Each year, thousands of people across the nation take part in The Longest Day, an event held annually on the summer solstice (June 21) and dedicated to those who have Alzheimer’s disease or other dementias. Participants create their own unique tributes by doing something they love, or something special to honor a loved one. These personal tributes rally others to the cause, and help raise awareness and funds for the Alzheimer’s Association. Last year, more than 10,000 people from nine countries participated in 3,200 Longest Day tributes and $3.8 million was raised for the Alzheimer’s care, support and research. The Longest Day bridges a gap of isolation and allows families to feel included in a supportive community.
Elmwood Park native Erica Kubena is all too familiar with the loneliness of Alzheimer’s disease. She is the primary caregiver to her mother, Joanne, who was diagnosed with Alzheimer’s disease in 2010.
Erica has seen the effects of this disease first-hand and grappled with the changes this relentless disease placed on her family.
Despite all the challenges, Erica knows she is not alone in this fight and will stand with the other millions of Americans who are affected by this heartbreaking disease.
Erica shared her personal story with the Alzheimer’s Association and discussed how she became involved with The Longest Day.
My Journey With Alzheimer’s Disease
By Erica Kubena
I used to believe that the hardest thing to do was open myself up to other people. The reality of it is that the hardest thing to do is talk about someone you love to other people, especially when that other person is going through one of the hardest fights of their life. I have come to realize there’s a comfort in knowing you are not alone in a seemingly endless journey.
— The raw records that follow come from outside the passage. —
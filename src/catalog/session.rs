//! Catalog session: the data owner behind the list and favorites views.
//!
//! The session tracks which page is shown and which page is being fetched, holds
//! the enriched records of the last successful load, and owns the favorites
//! collection together with its repository. It performs no I/O besides
//! favorites persistence. Page fetches are requested by the application layer
//! and their outcomes are fed back through [`CatalogSession::apply_page`] and
//! [`CatalogSession::fail_page`].

use crate::catalog::favorites::Favorites;
use crate::catalog::pagination::Pagination;
use crate::domain::Record;
use crate::storage::FavoritesRepository;
use crate::worker::FetchTicket;
use serde::{Deserialize, Serialize};

/// An enriched listing page as produced by the fetch worker.
#[derive(Debug, Clone, PartialEq, Eq, Serialize, Deserialize)]
pub struct LoadedPage {
    /// 1-based page number this window was requested for.
    pub page: u32,

    /// Total record count reported by the service.
    pub count: u32,

    /// Summary records in service order.
    pub records: Vec<Record>,
}

/// The page load currently in flight.
#[derive(Debug, Clone, Copy, PartialEq, Eq)]
pub struct PendingPage {
    pub ticket: FetchTicket,
    pub page: u32,
}

/// Last page-load failure, shown as a notice until the next successful load.
#[derive(Debug, Clone, PartialEq, Eq)]
pub struct PageFailure {
    pub page: u32,
    pub message: String,
}

pub struct CatalogSession {
    pagination: Pagination,
    records: Vec<Record>,
    loaded_page: Option<u32>,
    pending: Option<PendingPage>,
    failure: Option<PageFailure>,
    favorites: Favorites,
    repository: Box<dyn FavoritesRepository>,
}

impl CatalogSession {
    /// Creates a session and loads favorites from `repository` exactly once.
    #[must_use]
    pub fn new(repository: Box<dyn FavoritesRepository>) -> Self {
        let favorites = repository.load();
        tracing::debug!(favorites = favorites.len(), "catalog session created");

        Self {
            pagination: Pagination::default(),
            records: Vec::new(),
            loaded_page: None,
            pending: None,
            failure: None,
            favorites,
            repository,
        }
    }

    #[must_use]
    pub const fn pagination(&self) -> Pagination {
        self.pagination
    }

    /// Records of the last successfully loaded page.
    #[must_use]
    pub fn records(&self) -> &[Record] {
        &self.records
    }

    #[must_use]
    pub const fn loaded_page(&self) -> Option<u32> {
        self.loaded_page
    }

    #[must_use]
    pub const fn pending(&self) -> Option<PendingPage> {
        self.pending
    }

    #[must_use]
    pub const fn is_loading(&self) -> bool {
        self.pending.is_some()
    }

    #[must_use]
    pub const fn failure(&self) -> Option<&PageFailure> {
        self.failure.as_ref()
    }

    #[must_use]
    pub const fn favorites(&self) -> &Favorites {
        &self.favorites
    }

    #[must_use]
    pub fn is_favorite(&self, id: u32) -> bool {
        self.favorites.contains(id)
    }

    /// Target of "next page", relative to the page shown or pending.
    #[must_use]
    pub const fn next_target(&self) -> Option<u32> {
        self.pagination.next_after(self.pagination.current)
    }

    /// Target of "previous page", relative to the page shown or pending.
    #[must_use]
    pub const fn prev_target(&self) -> Option<u32> {
        self.pagination.prev_before(self.pagination.current)
    }

    /// Marks `page` as the pending load identified by `ticket`.
    ///
    /// Returns `false` without touching state if `page` is out of range. A
    /// previously pending load is superseded; its result will be discarded.
    pub fn begin_page(&mut self, page: u32, ticket: FetchTicket) -> bool {
        if !self.pagination.contains(page) {
            tracing::debug!(page, total_pages = self.pagination.total_pages, "page out of range");
            return false;
        }

        if let Some(previous) = self.pending {
            tracing::debug!(superseded = %previous.ticket, page = previous.page, "superseding page load");
        }

        self.pagination.current = page;
        self.pending = Some(PendingPage { ticket, page });
        true
    }

    /// Installs a loaded page if `ticket` is the pending one.
    ///
    /// Returns `false` for stale results, which are dropped.
    pub fn apply_page(&mut self, ticket: FetchTicket, loaded: LoadedPage) -> bool {
        if !self.is_pending(ticket) {
            tracing::debug!(ticket = %ticket, page = loaded.page, "discarding stale page");
            return false;
        }

        tracing::debug!(page = loaded.page, count = loaded.count, records = loaded.records.len(), "page loaded");

        self.pagination.set_total_from_count(loaded.count);
        self.pagination.current = loaded.page;
        self.loaded_page = Some(loaded.page);
        self.records = loaded.records;
        self.pending = None;
        self.failure = None;
        true
    }

    /// Records a failed load if `ticket` is the pending one.
    ///
    /// The previously shown records stay, and the current page reverts to the
    /// page they belong to. Returns `false` for stale failures.
    pub fn fail_page(&mut self, ticket: FetchTicket, message: impl Into<String>) -> bool {
        let Some(pending) = self.pending.filter(|p| p.ticket == ticket) else {
            tracing::debug!(ticket = %ticket, "discarding stale page failure");
            return false;
        };

        let message = message.into();
        tracing::warn!(page = pending.page, error = %message, "page load failed");

        self.pagination.current = self.loaded_page.unwrap_or(1);
        self.pending = None;
        self.failure = Some(PageFailure {
            page: pending.page,
            message,
        });
        true
    }

    /// Adds or removes `record` by identifier, then persists the whole collection.
    ///
    /// A failed write is logged; the in-memory collection stays updated. Returns
    /// whether the record is a favorite afterwards.
    pub fn toggle_favorite(&mut self, record: &Record) -> bool {
        let is_favorite = self.favorites.toggle(record);
        tracing::debug!(id = record.id, is_favorite, "favorite toggled");

        if let Err(e) = self.repository.save(&self.favorites) {
            tracing::error!(error = %e, "failed to persist favorites");
        }

        is_favorite
    }

    fn is_pending(&self, ticket: FetchTicket) -> bool {
        self.pending.is_some_and(|p| p.ticket == ticket)
    }
}

impl std::fmt::Debug for CatalogSession {
    fn fmt(&self, f: &mut std::fmt::Formatter<'_>) -> std::fmt::Result {
        f.debug_struct("CatalogSession")
            .field("pagination", &self.pagination)
            .field("records", &self.records.len())
            .field("loaded_page", &self.loaded_page)
            .field("pending", &self.pending)
            .field("failure", &self.failure)
            .field("favorites", &self.favorites.len())
            .finish_non_exhaustive()
    }
}

#[cfg(test)]
mod tests {
    use super::*;
    use crate::domain::error::{DexError, Result};
    use crate::storage::{MemoryStore, StoredFavorites};
    use pretty_assertions::assert_eq;

    struct FailingRepository;

    impl FavoritesRepository for FailingRepository {
        fn load(&self) -> Favorites {
            Favorites::new()
        }

        fn save(&mut self, _favorites: &Favorites) -> Result<()> {
            Err(DexError::Storage("read-only".into()))
        }
    }

    fn session() -> CatalogSession {
        CatalogSession::new(Box::new(StoredFavorites::new(MemoryStore::new())))
    }

    fn page(page: u32, count: u32, first_id: u32) -> LoadedPage {
        LoadedPage {
            page,
            count,
            records: (first_id..first_id + 3)
                .map(|id| Record::new(id, format!("mon-{id}"), "x"))
                .collect(),
        }
    }

    fn loaded_at(page_no: u32, total_count: u32) -> CatalogSession {
        let mut session = session();
        // Reach the requested page through valid transitions.
        assert!(session.begin_page(1, FetchTicket::new(1)));
        assert!(session.apply_page(FetchTicket::new(1), page(1, total_count, 1)));
        if page_no != 1 {
            assert!(session.begin_page(page_no, FetchTicket::new(2)));
            assert!(session.apply_page(FetchTicket::new(2), page(page_no, total_count, 100)));
        }
        session
    }

    #[test]
    fn applying_a_page_sets_total_pages() {
        let session = loaded_at(1, 1302);
        assert_eq!(session.pagination().total_pages, 66);
        assert_eq!(session.records().len(), 3);
        assert!(!session.is_loading());
    }

    #[test]
    fn prev_on_first_page_is_a_no_op() {
        let session = loaded_at(1, 1302);
        assert_eq!(session.prev_target(), None);
    }

    #[test]
    fn next_on_last_page_is_a_no_op() {
        let mut session = loaded_at(66, 1302);
        assert_eq!(session.next_target(), None);
        assert!(!session.begin_page(67, FetchTicket::new(9)));
        assert_eq!(session.pagination().current, 66);
        assert!(!session.is_loading());
    }

    #[test]
    fn stale_page_is_discarded() {
        let mut session = loaded_at(1, 100);
        assert!(session.begin_page(2, FetchTicket::new(10)));
        assert!(session.begin_page(3, FetchTicket::new(11)));

        assert!(!session.apply_page(FetchTicket::new(10), page(2, 100, 50)));
        assert_eq!(session.loaded_page(), Some(1));

        assert!(session.apply_page(FetchTicket::new(11), page(3, 100, 60)));
        assert_eq!(session.loaded_page(), Some(3));
        assert_eq!(session.records()[0].id, 60);
    }

    #[test]
    fn failure_keeps_records_and_reverts_page() {
        let mut session = loaded_at(1, 100);
        let before = session.records().to_vec();

        assert!(session.begin_page(2, FetchTicket::new(5)));
        assert_eq!(session.pagination().current, 2);
        assert!(session.fail_page(FetchTicket::new(5), "timeout"));

        assert_eq!(session.records(), before.as_slice());
        assert_eq!(session.pagination().current, 1);
        assert_eq!(
            session.failure(),
            Some(&PageFailure {
                page: 2,
                message: "timeout".into()
            })
        );

        assert!(session.begin_page(2, FetchTicket::new(6)));
        assert!(session.apply_page(FetchTicket::new(6), page(2, 100, 20)));
        assert_eq!(session.failure(), None);
    }

    #[test]
    fn stale_failure_is_ignored() {
        let mut session = loaded_at(1, 100);
        assert!(session.begin_page(2, FetchTicket::new(5)));
        assert!(!session.fail_page(FetchTicket::new(4), "late"));
        assert!(session.is_loading());
        assert_eq!(session.failure(), None);
    }

    #[test]
    fn favorites_persist_after_every_toggle() {
        let store = MemoryStore::new();
        let mut session = CatalogSession::new(Box::new(StoredFavorites::new(store.clone())));
        let pikachu = Record::new(25, "pikachu", "pikachu");

        assert!(session.toggle_favorite(&pikachu));
        assert!(StoredFavorites::new(store.clone()).load().contains(25));

        assert!(!session.toggle_favorite(&pikachu));
        assert!(StoredFavorites::new(store).load().is_empty());
    }

    #[test]
    fn favorites_are_loaded_at_construction() {
        let store = MemoryStore::new();
        let mut first = CatalogSession::new(Box::new(StoredFavorites::new(store.clone())));
        first.toggle_favorite(&Record::new(4, "charmander", "charmander"));

        let second = CatalogSession::new(Box::new(StoredFavorites::new(store)));
        assert!(second.is_favorite(4));
    }

    #[test]
    fn failed_save_keeps_memory_state() {
        let mut session = CatalogSession::new(Box::new(FailingRepository));
        assert!(session.toggle_favorite(&Record::new(1, "bulbasaur", "bulbasaur")));
        assert!(session.is_favorite(1));
    }
}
In October 2010, my beautiful mother, Joanne Wieckert, was diagnosed with Alzheimer’s disease at the age of 67. Although my mom had exhibited some warnings signs, it never crossed my mind that this fatal disease would be the outcome. I remember crying when I heard the news — more out of fear of the unknown than anything else. Surprisingly, the biggest comfort I experienced in that moment came from my dad when he said, “Growing old isn’t for sissies.” I was shocked, but in a sense that was his way of calming me down, telling me that it was time to toughen up. After my own journey I agree — this disease calls for the toughest people to step up.
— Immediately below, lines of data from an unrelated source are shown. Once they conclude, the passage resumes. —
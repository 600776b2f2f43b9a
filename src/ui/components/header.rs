//! Header component renderer.
//!
//! Renders the centered title followed by the navigation tabs. The active tab
//! is shown in reverse video.

use crate::ui::helpers::{centered, BOLD, RESET, REVERSE};
use crate::ui::viewmodel::HeaderInfo;
use std::fmt::Write;

/// Renders the header title line and the navigation line.
///
/// # Layout
///
/// ```text
///                 Pokédex
///  Pokémon List   My Favorites (2)
/// ```
pub fn render_header(out: &mut String, header: &HeaderInfo, cols: usize) {
    let _ = writeln!(out, "{BOLD}{}{RESET}", centered(&header.title, cols));

    for entry in &header.nav {
        if entry.active {
            let _ = write!(out, " {REVERSE} {} {RESET}", entry.label);
        } else {
            let _ = write!(out, "  {} ", entry.label);
        }
    }
    out.push('\n');
}

#[cfg(test)]
mod tests {
    use super::*;
    use crate::ui::viewmodel::NavEntry;

    #[test]
    fn active_tab_is_reversed() {
        let header = HeaderInfo {
            title: "Pokédex".into(),
            nav: vec![
                NavEntry { label: "Pokémon List".into(), active: false },
                NavEntry { label: "My Favorites (0)".into(), active: true },
            ],
        };
        let mut out = String::new();
        render_header(&mut out, &header, 20);

        assert!(out.contains("Pokédex"));
        assert!(out.contains(&format!("{REVERSE} My Favorites (0) {RESET}")));
        assert!(!out.contains(&format!("{REVERSE} Pokémon List")));
    }
}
My dad took on the responsibilities as my mother’s caregiver. He took care of everything. Whether it was doctor appointments or healthcare issues, he was her support system. I felt we could accomplish anything on this journey together.
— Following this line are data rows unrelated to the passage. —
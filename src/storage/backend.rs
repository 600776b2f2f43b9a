//! Key-value store abstraction.
//!
//! The viewer persists exactly one value today (the favorites blob), but the
//! store is modeled after a host key-value facility: string keys mapping to
//! string values, overwritten wholesale on every write.

use crate::domain::error::{DexError, Result};
use std::collections::BTreeMap;
use std::sync::{Arc, Mutex};

/// Abstraction over persistent string storage.
///
/// # Implementations
///
/// - [`JsonFileStore`](crate::storage::JsonFileStore): JSON file with atomic writes (default)
/// - [`MemoryStore`]: process-local map, used in tests and as a fallback when the
///   data directory is unusable
pub trait KeyValueStore: Send {
    /// Returns the value stored under `key`, or `Ok(None)` if absent.
    ///
    /// # Errors
    ///
    /// Returns an error if the backend cannot be read.
    fn get(&self, key: &str) -> Result<Option<String>>;

    /// Stores `value` under `key`, replacing any previous value.
    ///
    /// # Errors
    ///
    /// Returns an error if the write cannot be made durable.
    fn set(&mut self, key: &str, value: String) -> Result<()>;

    /// Deletes `key`. Removing a missing key is not an error.
    ///
    /// # Errors
    ///
    /// Returns an error if the write cannot be made durable.
    fn remove(&mut self, key: &str) -> Result<()>;
}

/// In-memory [`KeyValueStore`].
///
/// Clones share the same underlying map, so a test can keep a handle while the
/// session owns another.
#[derive(Debug, Clone, Default)]
pub struct MemoryStore {
    entries: Arc<Mutex<BTreeMap<String, String>>>,
}

impl MemoryStore {
    #[must_use]
    pub fn new() -> Self {
        Self::default()
    }

    fn lock(&self) -> Result<std::sync::MutexGuard<'_, BTreeMap<String, String>>> {
        self.entries
            .lock()
            .map_err(|e| DexError::Storage(format!("memory store poisoned: {e}")))
    }
}

impl KeyValueStore for MemoryStore {
    fn get(&self, key: &str) -> Result<Option<String>> {
        Ok(self.lock()?.get(key).cloned())
    }

    fn set(&mut self, key: &str, value: String) -> Result<()> {
        self.lock()?.insert(key.to_string(), value);
        Ok(())
    }

    fn remove(&mut self, key: &str) -> Result<()> {
        self.lock()?.remove(key);
        Ok(())
    }
}

#[cfg(test)]
mod tests {
    use super::*;

    #[test]
    fn clones_share_entries() {
        let mut writer = MemoryStore::new();
        let reader = writer.clone();

        writer.set("k", "v".to_string()).unwrap();
        assert_eq!(reader.get("k").unwrap().as_deref(), Some("v"));

        writer.remove("k").unwrap();
        assert_eq!(reader.get("k").unwrap(), None);
    }
}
In July 2011, three months before my wedding, my dad passed away and I was left on this unknown journey without him. I had no idea what I was facing. I knew I needed help and support, but I was not sure who to turn to. After weeks of researching, I almost gave up hope. Then, I found the Alzheimer’s Association.
I am truly grateful by the amount of support and information the Association offered during my time of need. Everything was just at the edge my of fingertips. I knew I wanted to increase my involvement in the organization; I just didn’t know how. That’s when I came across The Longest Day and Walk to End Alzheimer’s. While I dream of one day being strong enough emotionally to participate in the Walk (as my Aunt Wilma started last year), I absolutely fell in love with the idea of raising funds for a cause so close to my heart while doing different activities that I enjoy.
Last year was my first year participating in The Longest Day. Some of my friends joined me and we formed “The Purple Winged Warriors.” We made paintings and sold mason jars decorated as baseball team jerseys. This year, we are planning on making purple “love” candles in mini mason jars and possibly adding other crafts as time allows.
Raising funds is so critical to the cause of ending this disease. I try to raise funds in honor of everyone who has earned their purple wings already and everyone who is still here, fighting every day. I continue to see on a daily basis what this disease does to families and to the individual. It needs to end. For future generations to not have to know what it’s like to be seen as a complete stranger by someone who raised you, for future generations to not be subjected to watching someone you love shut down physically, for future generations to remember who they are and what they’ve accomplished in their lives — I continue to fight, I continue to raise awareness and funds and I continue to love my sweet mother through this devastating disease. I find comfort in many things that I read over the years but will end on the one that sticks out the most: “Love is not a memory. It is a feeling that resides in your heart and your soul.”
I encourage everyone to join my team and all others in raising awareness and raising funds for The Longest Day 2017, because your love is worth it.